書きかけの長篇ができ次第、竹村書房から出版することになつてゐたので、京都行きを伝へるために電話をかけたが、不在であつた。その晩は尾崎士郎の家へ一泊し、翌日、竹村書房の大江もそこへ来てくれて、送別の宴をはらうといふわけで、尾崎さん夫妻が、大江と僕を両国橋の袂の猪を食はせる家へ案内してくれた。自動車が東京駅の前を走る時、警戒の憲兵が物々しかつた。君が京都から帰る頃は、この辺の景色も全然変つてゐるだらう、と、尾崎士郎が感慨をこめて言つたが、昭和十二年早春。宇垣内閣流産のさなかであつた。

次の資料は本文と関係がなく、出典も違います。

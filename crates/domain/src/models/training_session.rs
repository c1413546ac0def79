//! Training session domain models.

use chrono::{DateTime, Utc};
use serde::{Deserialize, Serialize};
use uuid::Uuid;
use validator::Validate;

/// One logged practice session for a player.
#[derive(Debug, Clone, Serialize, Deserialize)]
#[serde(rename_all = "snake_case")]
pub struct TrainingSession {
    pub id: Uuid,
    pub player_id: Uuid,
    pub session_date: DateTime<Utc>,
    pub hs_rate: f64,
    pub kills: i32,
    pub deaths: i32,
    pub accuracy: Option<f64>,
    pub map_name: String,
    pub duration_minutes: Option<i32>,
    pub notes: Option<String>,
    pub exercise_type: Option<String>,
    pub created_at: DateTime<Utc>,
}

/// Request to log a session. `hs_rate`, `kills`, `deaths` and `map_name` are required.
#[derive(Debug, Clone, Deserialize, Validate)]
#[serde(rename_all = "snake_case")]
pub struct CreateSessionRequest {
    pub session_date: Option<DateTime<Utc>>,

    #[validate(
        required(message = "hs_rate is required"),
        custom(function = "shared::validation::validate_percentage")
    )]
    pub hs_rate: Option<f64>,

    #[validate(
        required(message = "kills is required"),
        custom(function = "shared::validation::validate_count")
    )]
    pub kills: Option<i32>,

    #[validate(
        required(message = "deaths is required"),
        custom(function = "shared::validation::validate_count")
    )]
    pub deaths: Option<i32>,

    #[validate(custom(function = "shared::validation::validate_percentage"))]
    pub accuracy: Option<f64>,

    #[validate(
        required(message = "map_name is required"),
        length(min = 1, max = 50, message = "map_name must be 1-50 characters")
    )]
    pub map_name: Option<String>,

    #[validate(custom(function = "shared::validation::validate_duration_minutes"))]
    pub duration_minutes: Option<i32>,

    #[validate(length(max = 2000, message = "notes must be at most 2000 characters"))]
    pub notes: Option<String>,

    #[validate(length(max = 50, message = "exercise_type must be at most 50 characters"))]
    pub exercise_type: Option<String>,
}

/// Validated fields for inserting a session.
#[derive(Debug, Clone)]
pub struct NewTrainingSession {
    pub session_date: DateTime<Utc>,
    pub hs_rate: f64,
    pub kills: i32,
    pub deaths: i32,
    pub accuracy: Option<f64>,
    pub map_name: String,
    pub duration_minutes: Option<i32>,
    pub notes: Option<String>,
    pub exercise_type: Option<String>,
}

impl CreateSessionRequest {
    /// Converts a validated request, defaulting `session_date` to `now`.
    ///
    /// Returns `None` if a required field is missing; call `validate()` first
    /// to get a descriptive error.
    pub fn into_new_session(self, now: DateTime<Utc>) -> Option<NewTrainingSession> {
        Some(NewTrainingSession {
            session_date: self.session_date.unwrap_or(now),
            hs_rate: self.hs_rate?,
            kills: self.kills?,
            deaths: self.deaths?,
            accuracy: self.accuracy,
            map_name: self.map_name?.trim().to_string(),
            duration_minutes: self.duration_minutes,
            notes: self.notes,
            exercise_type: non_blank(self.exercise_type),
        })
    }
}

/// Partial update of a session; absent fields are left unchanged.
#[derive(Debug, Clone, Default, Deserialize, Validate)]
#[serde(rename_all = "snake_case")]
pub struct UpdateSessionRequest {
    pub session_date: Option<DateTime<Utc>>,

    #[validate(custom(function = "shared::validation::validate_percentage"))]
    pub hs_rate: Option<f64>,

    #[validate(custom(function = "shared::validation::validate_count"))]
    pub kills: Option<i32>,

    #[validate(custom(function = "shared::validation::validate_count"))]
    pub deaths: Option<i32>,

    #[validate(custom(function = "shared::validation::validate_percentage"))]
    pub accuracy: Option<f64>,

    #[validate(length(min = 1, max = 50, message = "map_name must be 1-50 characters"))]
    pub map_name: Option<String>,

    #[validate(custom(function = "shared::validation::validate_duration_minutes"))]
    pub duration_minutes: Option<i32>,

    #[validate(length(max = 2000, message = "notes must be at most 2000 characters"))]
    pub notes: Option<String>,

    #[validate(length(max = 50, message = "exercise_type must be at most 50 characters"))]
    pub exercise_type: Option<String>,
}

impl UpdateSessionRequest {
    /// Applies the update onto an existing session.
    pub fn apply_to(self, session: &mut TrainingSession) {
        if let Some(date) = self.session_date {
            session.session_date = date;
        }
        if let Some(hs_rate) = self.hs_rate {
            session.hs_rate = hs_rate;
        }
        if let Some(kills) = self.kills {
            session.kills = kills;
        }
        if let Some(deaths) = self.deaths {
            session.deaths = deaths;
        }
        if self.accuracy.is_some() {
            session.accuracy = self.accuracy;
        }
        if let Some(map_name) = self.map_name {
            session.map_name = map_name.trim().to_string();
        }
        if self.duration_minutes.is_some() {
            session.duration_minutes = self.duration_minutes;
        }
        if self.notes.is_some() {
            session.notes = self.notes;
        }
        if self.exercise_type.is_some() {
            session.exercise_type = non_blank(self.exercise_type);
        }
    }
}

fn non_blank(value: Option<String>) -> Option<String> {
    value
        .map(|v| v.trim().to_string())
        .filter(|v| !v.is_empty())
}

僕が猪を食つたのは、この時が始めてゞあつた。尾崎士郎も二度目で、彼は二三日前に始めて食つて、味が忘れかねて案内してくれたのである。少し臭味があるが、特に気にかゝる程ではない。驚くほどアッサリしてゐて、いくら食つてももたれることがない、といふ註釈づきであつた。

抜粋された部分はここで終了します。